Spell cards, green, are magical spells with a variety of effects, such reviving destroyed monsters. They can be played from the hand during a player's turn or placed faced down for activation on a later turn. There are six types of Spell Card:
Normal: A spell that can only be activated during the player's Main Phase.
Quick Play: A spell that can be played at any time during the player's turn, or can be set and activated during an opponent's turn.
Continuous: A spell with a continuous effect that remains until conditions are met or it is destroyed.
Equip: A spell that is equipped to a Monster, providing it with support effects. It is removed if the monsters leaves the field or is set face-down, or the card is destroyed.
Field: A spell that is placed in a player's Field Spell Zone, which affects the entire field. Each player can only have one Field Spell in play at a time.
Ritual: A spell that is required to summon a Ritual Monster.

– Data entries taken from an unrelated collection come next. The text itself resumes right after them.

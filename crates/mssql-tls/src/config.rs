//! TLS configuration options.

use std::sync::Arc;

use rustls::pki_types::{CertificateDer, PrivateKeyDer};

/// Client authentication credentials for mutual TLS.
///
/// This is wrapped in an Arc because `PrivateKeyDer` doesn't implement Clone.
#[derive(Clone)]
pub struct ClientAuth {
    /// Client certificate chain.
    pub certificates: Vec<CertificateDer<'static>>,
    /// Client private key (wrapped in Arc as it doesn't implement Clone).
    pub key: Arc<PrivateKeyDer<'static>>,
}

impl ClientAuth {
    /// Create new client authentication credentials.
    pub fn new(certificates: Vec<CertificateDer<'static>>, key: PrivateKeyDer<'static>) -> Self {
        Self {
            certificates,
            key: Arc::new(key),
        }
    }
}

impl std::fmt::Debug for ClientAuth {
    fn fmt(&self, f: &mut std::fmt::Formatter<'_>) -> std::fmt::Result {
        f.debug_struct("ClientAuth")
            .field("certificates_count", &self.certificates.len())
            .field("has_key", &true)
            .finish()
    }
}

/// TLS configuration for SQL Server connections.
#[derive(Clone, Debug)]
pub struct TlsConfig {
    /// Whether to trust the server certificate without validation.
    ///
    /// **Warning:** This is insecure and should only be used for testing.
    pub trust_server_certificate: bool,

    /// Custom root certificates to trust.
    ///
    /// If empty, the system root certificates are used.
    pub root_certificates: Vec<CertificateDer<'static>>,

    /// Client authentication credentials for mutual TLS (TDS 8.0 client cert auth).
    pub client_auth: Option<ClientAuth>,

    /// Server hostname for certificate validation.
    ///
    /// If not set, the connection hostname is used.
    pub server_name: Option<String>,

    /// Minimum TLS version to accept.
    pub min_protocol_version: TlsVersion,

    /// Maximum TLS version to accept.
    pub max_protocol_version: TlsVersion,

    /// Whether to use TDS 8.0 strict mode (TLS before any TDS traffic).
    pub strict_mode: bool,

    /// Application-layer protocol negotiation (ALPN) protocols.
    pub alpn_protocols: Vec<Vec<u8>>,
}

impl Default for TlsConfig {
    fn default() -> Self {
        Self {
            trust_server_certificate: false,
            root_certificates: Vec::new(),
            client_auth: None,
            server_name: None,
            min_protocol_version: TlsVersion::Tls12,
            max_protocol_version: TlsVersion::Tls13,
            strict_mode: false,
            alpn_protocols: Vec::new(),
        }
    }
}

impl TlsConfig {
    /// Create a new TLS configuration with default settings.
    #[must_use]
    pub fn new() -> Self {
        Self::default()
    }

    /// Trust the server certificate without validation.
    ///
    /// **Warning:** This is insecure and should only be used for testing.
    #[must_use]
    pub fn trust_server_certificate(mut self, trust: bool) -> Self {
        self.trust_server_certificate = trust;
        self
    }

    /// Add a custom root certificate to trust.
    #[must_use]
    pub fn add_root_certificate(mut self, cert: CertificateDer<'static>) -> Self {
        self.root_certificates.push(cert);
        self
    }

    /// Set custom root certificates, replacing any existing ones.
    #[must_use]
    pub fn with_root_certificates(mut self, certs: Vec<CertificateDer<'static>>) -> Self {
        self.root_certificates = certs;
        self
    }

    /// Set client certificate and key for mutual TLS.
    #[must_use]
    pub fn with_client_auth(
        mut self,
        certs: Vec<CertificateDer<'static>>,
        key: PrivateKeyDer<'static>,
    ) -> Self {
        self.client_auth = Some(ClientAuth::new(certs, key));
        self
    }

    /// Set the server name for certificate validation.
    #[must_use]
    pub fn with_server_name(mut self, name: impl Into<String>) -> Self {
        self.server_name = Some(name.into());
        self
    }

    /// Set the minimum TLS version.
    #[must_use]
    pub fn min_protocol_version(mut self, version: TlsVersion) -> Self {
        self.min_protocol_version = version;
        self
    }

    /// Set the maximum TLS version.
    #[must_use]
    pub fn max_protocol_version(mut self, version: TlsVersion) -> Self {
        self.max_protocol_version = version;
        self
    }

    /// Enable TDS 8.0 strict mode.
    #[must_use]
    pub fn strict_mode(mut self, enabled: bool) -> Self {
        self.strict_mode = enabled;
        self
    }

    /// Set ALPN protocols.
    #[must_use]
    pub fn with_alpn_protocols(mut self, protocols: Vec<Vec<u8>>) -> Self {
        self.alpn_protocols = protocols;
        self
    }

    /// Check if client certificate authentication is configured.
    #[must_use]
    pub fn has_client_auth(&self) -> bool {
        self.client_auth.is_some()
    }
}

/// TLS protocol version.
#[derive(Debug, Clone, Copy, PartialEq, Eq, PartialOrd, Ord, Hash, Default)]
pub enum TlsVersion {
    /// TLS 1.2
    #[default]
    Tls12,
    /// TLS 1.3
    Tls13,
}

impl TlsVersion {
    /// Convert to rustls protocol version.
    #[must_use]
    pub fn to_rustls(&self) -> &'static rustls::SupportedProtocolVersion {
        match self {
            Self::Tls12 => &rustls::version::TLS12,
            Self::Tls13 => &rustls::version::TLS13,
        }
    }
}

/// Which TDS handshake flow a connection should use for TLS negotiation.
///
/// TDS 8.0 moved TLS ahead of PreLogin entirely ("strict" mode); TDS 7.x
/// negotiates encryption via the PreLogin exchange first and upgrades to
/// TLS afterward, wrapping the handshake in PreLogin packet framing.
#[derive(Debug, Clone, Copy, PartialEq, Eq, Hash)]
pub enum TlsNegotiationMode {
    /// TDS 8.0 strict mode: TLS handshake happens before any TDS traffic.
    TlsFirst,
    /// TDS 7.x mode: PreLogin (cleartext) negotiates encryption, then TLS
    /// (wrapped in PreLogin framing) carries Login7 and possibly everything
    /// after it, depending on the negotiated encryption level.
    PreLoginFirst,
}

impl TlsNegotiationMode {
    /// Pick the negotiation mode for a connection's configured TDS strictness.
    ///
    /// `strict_mode` mirrors `Config::strict_mode`, which is set automatically
    /// for TDS 8.0 connection strings (see `Config::from_connection_string`).
    #[must_use]
    pub fn from_encrypt_mode(strict_mode: bool) -> Self {
        if strict_mode {
            Self::TlsFirst
        } else {
            Self::PreLoginFirst
        }
    }

    /// Whether TLS must be established before any TDS message is sent.
    #[must_use]
    pub fn is_tls_first(&self) -> bool {
        matches!(self, Self::TlsFirst)
    }
}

Trap cards, dark pink, have to be Set on a player's field face-down and can only be activated after the turn they were set has passed, including the opponent's turn. (Quick Play spells, when Set, have the same rule.) They are generally used to stop or counter the opponent's moves, and come in three varieties.
Normal: A standard trap that is discarded once its effect resolves.
Continuous: A trap that remains on the field until destroyed or its conditions are met.
Counter: A trap that is activated in response to the activation of other cards.

Formats
Tournaments are often hosted either by players or by card shops. In addition, Konami, Upper Deck (now no longer part of Yu-Gi-Oh! Organized Play), and Shonen Jump have all organized numerous tournament systems in their respective areas. These tournaments attract hundreds of players to compete for prizes such as rare promotional cards.

There are two styles of tournament play called "Formats"; each format has its own rules and some restrictions on what cards are allowed to be used during events.

The Advanced Format is used in all sanctioned tournaments (with the exception of certain Pegasus League formats). This format follows all the normal rules of the game, but also places a complete ban on certain cards that are deemed too powerful for tournament play. These cards are on a special list called the Forbidden, or Banned List. There are also certain cards that are Limited or Semi-Limited to only being allowed 1 or 2 of those cards in a deck and side deck combined, respectively. This list is updated every three months (January 1, April 1) and is followed in all tournaments that use this format.

Traditional format is sometimes used in Pegasus League play and is never used in Official Tournaments and reflects the state of the game without banned cards. Cards that are banned in Advanced are limited to one copy per deck in this format.

The game formerly incorporated worldwide rankings, but since Konami canceled organized play, the ratings were obsolete. Konami has developed a new rating system called "COSSY" (Konami Card Game Official Tournament Support System).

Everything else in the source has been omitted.